Elaine Patricia Cruz - Repórter da Agência Brasil.
São Paulo – O presidente da Comissão da Anistia e secretário
nacional de Justiça, Paulo Abrão, disse hoje (20), em São Paulo, que a
deficiência estrutural do sistema de Justiça brasileiro dificulta os
trabalhos de busca e de identificação das ossadas que foram encontradas
em 1990 na vala clandestina do Cemitério de Perus, em São Paulo.
Entre
os restos mortais, acredita-se que muitos são de desaparecidos políticos
da ditadura militar. “Esse caso, da vala clandestina de Perus, aponta na cara do Estado
uma deficiência estrutural e organizacional do nosso sistema de Justiça.

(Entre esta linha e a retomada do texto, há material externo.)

//! Routing of perspective operations to the remote that owns them.
//!
//! Ownership is read from the `remote` field of the [`Perspective`] entity.
//! While splitting a mutation, perspectives created by that same mutation are
//! not yet stored anywhere, so lookups go through an overlay of the
//! mutation's inline entities first.

use std::collections::{BTreeMap, HashMap};
use std::sync::Arc;
use std::time::Duration;

use async_trait::async_trait;
use futures::future::join_all;
use tokio::sync::broadcast::{self, error::RecvError};
use tracing::{debug, warn};

use super::{Client, EVENTS_CAPACITY, FlushOptions};
use crate::cas::{CasRouter, CasStore};
use crate::error::{EveesError, Result};
use crate::hash::Hasher;
use crate::model::{
    Entity, EveesMutation, GetPerspectiveOptions, Perspective, PerspectiveGetResult,
};
use crate::remote::RemoteEvees;

/// A [`Client`] dispatching to registered remotes by ownership.
pub struct BaseRouter {
    remotes: BTreeMap<String, Arc<dyn RemoteEvees>>,
    store: Arc<CasRouter>,
    events: broadcast::Sender<Vec<String>>,
}

impl std::fmt::Debug for BaseRouter {
    fn fmt(&self, f: &mut std::fmt::Formatter<'_>) -> std::fmt::Result {
        f.debug_struct("BaseRouter")
            .field("remotes", &self.remotes.keys().collect::<Vec<_>>())
            .finish_non_exhaustive()
    }
}

impl BaseRouter {
    /// Route over `remotes`. The first remote is the default content store.
    ///
    /// When called inside a tokio runtime, each remote's notifications are
    /// forwarded to this router's subscribers.
    #[must_use]
    pub fn new(remotes: Vec<Arc<dyn RemoteEvees>>, hasher: Hasher, timeout: Duration) -> Self {
        let (events, _) = broadcast::channel(EVENTS_CAPACITY);

        let mut store = CasRouter::new(hasher).with_timeout(timeout);
        for remote in &remotes {
            store = store.with_source(remote.id(), remote.store());
        }

        if let Ok(handle) = tokio::runtime::Handle::try_current() {
            for remote in &remotes {
                let mut receiver = remote.subscribe();
                let sender = events.clone();
                handle.spawn(async move {
                    loop {
                        match receiver.recv().await {
                            Ok(ids) => {
                                let _ = sender.send(ids);
                            }
                            Err(RecvError::Lagged(_)) => {}
                            Err(RecvError::Closed) => break,
                        }
                    }
                });
            }
        }

        let remotes = remotes
            .into_iter()
            .map(|remote| (remote.id().to_string(), remote))
            .collect();
        Self {
            remotes,
            store: Arc::new(store),
            events,
        }
    }

    #[must_use]
    pub fn remote(&self, id: &str) -> Option<&Arc<dyn RemoteEvees>> {
        self.remotes.get(id)
    }

    /// Id of the remote authoritative for `perspective_id`.
    pub async fn remote_of(
        &self,
        perspective_id: &str,
        overlay: &HashMap<String, Entity>,
    ) -> Result<String> {
        let entity = match overlay.get(perspective_id) {
            Some(entity) => entity.clone(),
            None => self.store.get_entity(perspective_id).await?,
        };
        let perspective: Entity<Perspective> = entity.decode()?;
        self.registered(perspective_id, perspective.object.remote)
    }

    fn registered(&self, perspective_id: &str, remote: String) -> Result<String> {
        if self.remotes.contains_key(&remote) {
            Ok(remote)
        } else {
            Err(EveesError::UnresolvableRemote {
                perspective_id: perspective_id.to_string(),
                remote,
            })
        }
    }

    async fn owner(&self, perspective_id: &str) -> Result<&Arc<dyn RemoteEvees>> {
        let remote = self.remote_of(perspective_id, &HashMap::new()).await?;
        self.remotes
            .get(&remote)
            .ok_or_else(|| EveesError::UnresolvableRemote {
                perspective_id: perspective_id.to_string(),
                remote,
            })
    }

    /// Partition a mutation by owning remote.
    ///
    /// Every sub-mutation carries all of the mutation's inline entities.
    pub async fn split_mutation(
        &self,
        mutation: EveesMutation,
    ) -> Result<BTreeMap<String, EveesMutation>> {
        let mut overlay: HashMap<String, Entity> = mutation
            .entities
            .iter()
            .map(|e| (e.id.clone(), e.clone()))
            .collect();
        for new_perspective in &mutation.new_perspectives {
            overlay.insert(
                new_perspective.perspective.id.clone(),
                new_perspective.perspective.erase()?,
            );
        }

        let mut split: BTreeMap<String, EveesMutation> = BTreeMap::new();
        let entities = &mutation.entities;

        for new_perspective in &mutation.new_perspectives {
            let remote = self.registered(
                &new_perspective.perspective.id,
                new_perspective.perspective.object.remote.clone(),
            )?;
            slot(&mut split, remote, entities)
                .new_perspectives
                .push(new_perspective.clone());
        }
        for update in &mutation.updates {
            let remote = self.remote_of(&update.perspective_id, &overlay).await?;
            slot(&mut split, remote, entities).updates.push(update.clone());
        }
        for perspective_id in &mutation.deleted_perspectives {
            let remote = self.remote_of(perspective_id, &overlay).await?;
            slot(&mut split, remote, entities)
                .deleted_perspectives
                .push(perspective_id.clone());
        }
        Ok(split)
    }
}

fn slot<'a>(
    split: &'a mut BTreeMap<String, EveesMutation>,
    remote: String,
    entities: &[Entity],
) -> &'a mut EveesMutation {
    split.entry(remote).or_insert_with(|| EveesMutation {
        entities: entities.to_vec(),
        ..EveesMutation::default()
    })
}

#[async_trait]
impl Client for BaseRouter {
    fn store(&self) -> Arc<dyn CasStore> {
        self.store.clone()
    }

    fn subscribe(&self) -> broadcast::Receiver<Vec<String>> {
        self.events.subscribe()
    }

    async fn get_perspective(
        &self,
        perspective_id: &str,
        options: GetPerspectiveOptions,
    ) -> Result<PerspectiveGetResult> {
        self.owner(perspective_id)
            .await?
            .get_perspective(perspective_id, options)
            .await
    }

    async fn update(&self, mutation: EveesMutation) -> Result<()> {
        let split = self.split_mutation(mutation).await?;
        debug!(remotes = split.len(), "dispatching mutation");

        let dispatches = split.into_iter().filter_map(|(remote_id, sub)| {
            let remote = self.remotes.get(&remote_id)?;
            Some(async move { (remote_id, remote.update(sub).await) })
        });
        let mut first_error = None;
        for (remote_id, result) in join_all(dispatches).await {
            if let Err(err) = result {
                warn!(remote = %remote_id, error = %err, "remote rejected sub-mutation");
                first_error.get_or_insert(err);
            }
        }
        first_error.map_or(Ok(()), Err)
    }

    async fn diff(&self) -> Result<EveesMutation> {
        let mut mutation = EveesMutation::default();
        for remote in self.remotes.values() {
            mutation.extend(remote.diff().await?);
        }
        Ok(mutation)
    }

    async fn flush(&self) -> Result<()> {
        self.flush_with(FlushOptions::default()).await
    }

    async fn flush_with(&self, options: FlushOptions) -> Result<()> {
        let results = join_all(self.remotes.values().map(|r| r.flush_with(options))).await;
        results.into_iter().collect::<Result<Vec<()>>>()?;
        Ok(())
    }

    async fn refresh(&self) -> Result<()> {
        for remote in self.remotes.values() {
            remote.refresh().await?;
        }
        Ok(())
    }

    async fn can_update(&self, perspective_id: &str, user_id: Option<&str>) -> Result<bool> {
        self.owner(perspective_id)
            .await?
            .can_update(perspective_id, user_id)
            .await
    }

    async fn get_user_perspectives(&self, perspective_id: &str) -> Result<Vec<String>> {
        self.owner(perspective_id)
            .await?
            .get_user_perspectives(perspective_id)
            .await
    }
}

O fato de não podermos constituir uma expertise e uma carreira de
Estado de antropólogos e arqueólogos forenses demonstra um vácuo, uma
lacuna no Estado de Direito brasileiro”, disse Abrão, ao participar na
tarde de hoje (20) de uma audiência pública na Assembleia Legislativa de
São Paulo, promovida pela Comissão Estadual da Verdade de São Paulo
para discutir a questão das ossadas do Cemitério de Perus.
Segundo Abrão, a dificuldade de cada estado brasileiro em criar a
carreira de antropólogos e arqueólogos forenses, “têm impedido novos
avanços” em casos envolvendo os mortos e desaparecidos políticos. “Não
existe no Brasil um órgão específico, com uma carreira profissional e
estatal, de antropólogos e arqueólogos forenses. É o momento de
pensarmos sobre isso. Isso compete aos estados, que constitucionalmente
são responsáveis pela matéria de segurança pública, e poderia também
existir uma unidade administrativa federal”, disse ele.
A vala clandestina de Perus foi aberta em setembro de 1990 durante o
governo da então prefeita de São Paulo Luiza Erundina. No local foram
encontradas 1.049 ossadas sem identificação. Na época, a prefeitura
determinou a apuração dos fatos e fez um convênio com a Universidade
Estadual de Campinas (Unicamp) para a identificação das ossadas, mas o
trabalho foi interrompido e as ossadas foram levadas, em 2001, para o
Cemitério do Araçá, onde estão guardadas até hoje, sob responsabilidade
da Universidade de São Paulo (USP).
Além de Paulo Abrão, também participaram da audiência pública os
deputados estaduais Adriano Diogo (presidente da Comissão Estadual da
Verdade) e Carlos Giannazi, o membro da Comissão da Verdade e da
Comissão de Mortos e Desaparecidos Políticos Ivan Seixas, a integrante
da Comissão de Familiares de Mortos e Desaparecidos Políticos Suzana
Lisboa (que foi casada com Eurico Tejera Lisboa, o primeiro desaparecido
político do Brasil e que foi o primeiro corpo de desaparecido político a
ser localizado no país), a procuradora da República Eugênia Gonzaga, a
ex-vereadora Tereza Lajolo (que foi relatora de uma Comissão Parlamentar
de Inquérito Municipal sobre Perus), o ex-superintendente do Serviço
Funerário Municipal Rui Alencar e o secretário municipal de Direitos
Humanos e Cidadania Rogério Sottili.
Durante a audiência pública, a procuradora da República Eugênia
Gonzaga citou outro problema que afeta a identificação das ossadas de
Perus. Para ela, falta vontade política e verba governamental para
desenvolver o trabalho. Citando os versos da música Pesadelo,
de Maurício Tapajós e Paulo César Pinheiro e gravada pelo grupo MPB4,
que diz “Você corta um verso, eu escrevo outro/ Você me prende vivo, eu
escapo morto/De repente olha eu de novo/ Perturbando a paz, exigindo
troco”, a procuradora disse que o governo não tem dado "nem troco" sobre
a questão envolvendo os mortos e desaparecidos.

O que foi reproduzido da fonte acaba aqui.